Planning to crawl content
The crawl component requires NTLM to access content. At least one zone must be configured to use NTLM authentication. If NTLM authentication is not configured on the default zone, the crawl component can use a different zone that is configured to use NTLM authentication.
Implement more than one zone
If you plan to implement more than one zone for web applications, use the following guidelines:
Use the default zone to implement your most secure authentication settings. If a request cannot be associated with a specific zone, the authentication settings and other security policies of the default zone are applied. The default zone is the zone that is created when you create a web application. Typically, the most secure authentication settings are designed for end-user access. Consequently, end-users are likely to access the default zone.
Use the minimum number of zones that are required to provide access to users. Each zone is associated with a new IIS site and domain for accessing the web application. Only add new access points when they are required.

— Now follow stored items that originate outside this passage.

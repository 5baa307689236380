//! tally-ingest: statement page text and label-offset extraction of summary fields.

pub mod pages;
pub mod parsers;
pub mod pdf;
pub mod types;

pub use pages::StatementPages;
pub use parsers::lending_club::{parse_statement, LabelRule, LendingClubLayout};
pub use types::StatementSummary;
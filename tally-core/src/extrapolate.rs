//! Row extrapolation: guess row N+1 from rows N-1 and N.
//!
//! Every column present in both rows is classified by looking at the pair of
//! values, and the first matching class decides the rule:
//!
//! 1. identical values are copied,
//! 2. dates advance by the month step (or day step within a month),
//! 3. numbers continue linearly,
//! 4. formulas with A1 references move relative rows down by one,
//! 5. anything else copies the later value.
//!
//! ```
//! use tally_core::{extrapolate, CellValue, Row};
//!
//! let prev: Row = [(1, "24"), (2, "=B30")].into_iter().collect();
//! let last: Row = [(1, "30"), (2, "=B31")].into_iter().collect();
//! let next = extrapolate(&prev, &last, None).unwrap();
//! assert_eq!(next.get(1), Some(&CellValue::from("36")));
//! assert_eq!(next.get(2), Some(&CellValue::from("=B32")));
//! ```

use std::borrow::Cow;

use chrono::{Datelike, Days, Months, NaiveDate};

use crate::cell_ref::translate_row;
use crate::error::Result;
use crate::row::{CellValue, Row};
use crate::scan::{scan_a1, substitute, A1Ref, Token};

/// How a pair of values is extrapolated.
#[derive(Debug, Clone, Copy, PartialEq, Eq)]
pub enum ValueClass {
    Identical,
    Date,
    Numeric,
    RelativeFormula,
    Opaque,
}

/// Classification with the parsed payload the rule needs.
enum Trend {
    Identical,
    Date(NaiveDate, NaiveDate),
    Numeric(Decimal, Decimal),
    RelativeFormula(Vec<Token<A1Ref>>),
    Opaque,
}

#[derive(Debug, Clone, Copy)]
struct Decimal {
    value: f64,
    scale: usize,
}

/// Extrapolate the row after `row2`.
///
/// When `row_numbers` is given, both rows are read as R1C1 and normalized to
/// A1 first, anchored at their own row numbers. Columns missing from either
/// row are left out of the result.
pub fn extrapolate(row1: &Row, row2: &Row, row_numbers: Option<(u32, u32)>) -> Result<Row> {
    let (row1, row2): (Cow<'_, Row>, Cow<'_, Row>) = match row_numbers {
        Some((n1, n2)) => (
            Cow::Owned(translate_row(row1, n1)?),
            Cow::Owned(translate_row(row2, n2)?),
        ),
        None => (Cow::Borrowed(row1), Cow::Borrowed(row2)),
    };

    let mut out = Row::new();
    for (col, v1) in row1.iter() {
        if let Some(v2) = row2.get(col) {
            out.insert(col, extrapolate_value(v1, v2));
        }
    }
    Ok(out)
}

/// Next value for one column given its two previous values.
pub fn extrapolate_value(v1: &CellValue, v2: &CellValue) -> CellValue {
    let v1 = strip_grouping(v1);
    let v2 = strip_grouping(v2);

    match trend(&v1, &v2) {
        Trend::Identical | Trend::Opaque => v2,
        Trend::Date(d1, d2) => match next_date(d1, d2) {
            Some(d) => CellValue::Text(format!("{}/{}/{}", d.month(), d.day(), d.year())),
            None => v2,
        },
        Trend::Numeric(n1, n2) => {
            let scale = n1.scale.max(n2.scale);
            // `+ 0.0` folds a negative zero so it never prints as "-0"
            let next = n2.value + (n2.value - n1.value) + 0.0;
            CellValue::Text(format!("{next:.scale$}"))
        }
        Trend::RelativeFormula(tokens) => {
            let shifted = v2
                .as_text()
                .and_then(|text| substitute(text, &tokens, |token| Ok(shift_row(&token.reference))).ok());
            shifted.map_or(v2, CellValue::Text)
        }
    }
}

/// Class of a value pair, after thousands separators are stripped.
pub fn classify(v1: &CellValue, v2: &CellValue) -> ValueClass {
    match trend(&strip_grouping(v1), &strip_grouping(v2)) {
        Trend::Identical => ValueClass::Identical,
        Trend::Date(..) => ValueClass::Date,
        Trend::Numeric(..) => ValueClass::Numeric,
        Trend::RelativeFormula(_) => ValueClass::RelativeFormula,
        Trend::Opaque => ValueClass::Opaque,
    }
}

fn trend(v1: &CellValue, v2: &CellValue) -> Trend {
    if v1 == v2 {
        return Trend::Identical;
    }
    if let (Some(d1), Some(d2)) = (parse_date(v1), parse_date(v2)) {
        return Trend::Date(d1, d2);
    }
    if let (Some(n1), Some(n2)) = (parse_decimal(v1), parse_decimal(v2)) {
        return Trend::Numeric(n1, n2);
    }
    if let (CellValue::Text(t1), CellValue::Text(t2)) = (v1, v2) {
        let tokens = scan_a1(t2);
        if !tokens.is_empty() && !scan_a1(t1).is_empty() {
            return Trend::RelativeFormula(tokens);
        }
    }
    Trend::Opaque
}

/// Drop `,` from text that starts with a digit (`5,200` -> `5200`).
fn strip_grouping(value: &CellValue) -> CellValue {
    match value {
        CellValue::Text(s) if s.starts_with(|c: char| c.is_ascii_digit()) => {
            CellValue::Text(s.replace(',', ""))
        }
        _ => value.clone(),
    }
}

fn shift_row(reference: &A1Ref) -> String {
    if reference.row_absolute {
        return reference.to_string();
    }
    match reference.row.checked_add(1) {
        Some(row) => reference.with_row(row).to_string(),
        None => reference.to_string(),
    }
}

fn next_date(d1: NaiveDate, d2: NaiveDate) -> Option<NaiveDate> {
    let months = (d2.year() - d1.year()) * 12 + d2.month() as i32 - d1.month() as i32;
    if months == 0 {
        let days = i64::from(d2.day()) - i64::from(d1.day());
        return if days >= 0 {
            d2.checked_add_days(Days::new(days.unsigned_abs()))
        } else {
            d2.checked_sub_days(Days::new(days.unsigned_abs()))
        };
    }

    // Step from the 1st and add the day back, so a day past the target
    // month's end rolls into the following month (1/31 + 1 month = 3/3).
    let first = d2.with_day(1)?;
    let stepped = if months > 0 {
        first.checked_add_months(Months::new(months.unsigned_abs()))?
    } else {
        first.checked_sub_months(Months::new(months.unsigned_abs()))?
    };
    stepped.checked_add_days(Days::new(u64::from(d2.day() - 1)))
}

/// Dates the sheet is likely to hold: `m/d/yyyy`, `m/d/yy`, `yyyy-mm-dd`,
/// `March 1, 2015`, `Mar 1 2015`.
fn parse_date(value: &CellValue) -> Option<NaiveDate> {
    let s = value.as_text()?.trim();
    if s.is_empty() {
        return None;
    }
    if let Some(d) = parse_slash_date(s) {
        return Some(d);
    }
    ["%Y-%m-%d", "%B %d, %Y", "%B %d %Y"]
        .iter()
        .find_map(|fmt| NaiveDate::parse_from_str(s, fmt).ok())
}

fn parse_slash_date(s: &str) -> Option<NaiveDate> {
    let mut parts = s.split('/');
    let (m, d, y) = (parts.next()?, parts.next()?, parts.next()?);
    let numeric = |p: &str| !p.is_empty() && p.bytes().all(|b| b.is_ascii_digit());
    if parts.next().is_some() || !(numeric(m) && numeric(d) && numeric(y)) {
        return None;
    }

    let month: u32 = m.parse().ok()?;
    let day: u32 = d.parse().ok()?;
    let mut year: i32 = y.parse().ok()?;
    if y.len() <= 2 {
        year += if year < 50 { 2000 } else { 1900 };
    }
    NaiveDate::from_ymd_opt(year, month, day)
}

/// Plain decimal text (`-12`, `5400.50`, `.5`) or a numeric cell.
fn parse_decimal(value: &CellValue) -> Option<Decimal> {
    match value {
        CellValue::Number(n) if n.is_finite() => {
            let text = n.to_string();
            let scale = text.split_once('.').map_or(0, |(_, frac)| frac.len());
            Some(Decimal { value: *n, scale })
        }
        CellValue::Number(_) => None,
        CellValue::Text(s) => {
            let s = s.trim();
            let unsigned = s.strip_prefix(['-', '+']).unwrap_or(s);
            let (int, frac) = unsigned.split_once('.').unwrap_or((unsigned, ""));
            let all_digits = |p: &str| p.bytes().all(|b| b.is_ascii_digit());
            if (int.is_empty() && frac.is_empty()) || !all_digits(int) || !all_digits(frac) {
                return None;
            }
            Some(Decimal {
                value: s.parse().ok()?,
                scale: frac.len(),
            })
        }
    }
}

Ensure that at least one zone is configured to use NTLM authentication for the crawl component. Do not create a dedicated zone for the index component unless it is necessary.
The following diagram shows multiple zones that are implemented to accommodate different authentication types for a partner collaboration site.
One zone per authentication type
In the diagram, the default zone is used for remote employees. Each zone has a different URL associated with it. Employees use a different zone depending on whether they are working in the office or are working remotely.